▸ **What this task involves**
Give back exactly the lines from the one containing "pub fn default_fire_tolerance()" through the end of the records, including both, and no others.

▸ **The input**
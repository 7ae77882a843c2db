//! Default value functions used by serde for config deserialization.

pub fn default_data_dir() -> String {
    "~/.deadliner".to_string()
}

pub fn default_log_level() -> String {
    "info".to_string()
}

pub fn default_db_path() -> String {
    "~/.deadliner/data/deadliner.db".to_string()
}

pub fn default_true() -> bool {
    true
}

pub fn default_poll_interval() -> u64 {
    15
}

pub fn default_batch_size() -> u32 {
    32
}

pub fn default_timezone() -> String {
    "America/Adak".to_string()
}

pub fn default_language() -> String {
    "Russian".to_string()
}

pub fn default_fire_tolerance() -> u64 {
    60
}

pub fn default_job_retention() -> u64 {
    168
}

▸ **Output of the exercise**
pub fn default_fire_tolerance() -> u64 {
    60
}

pub fn default_job_retention() -> u64 {
    168
}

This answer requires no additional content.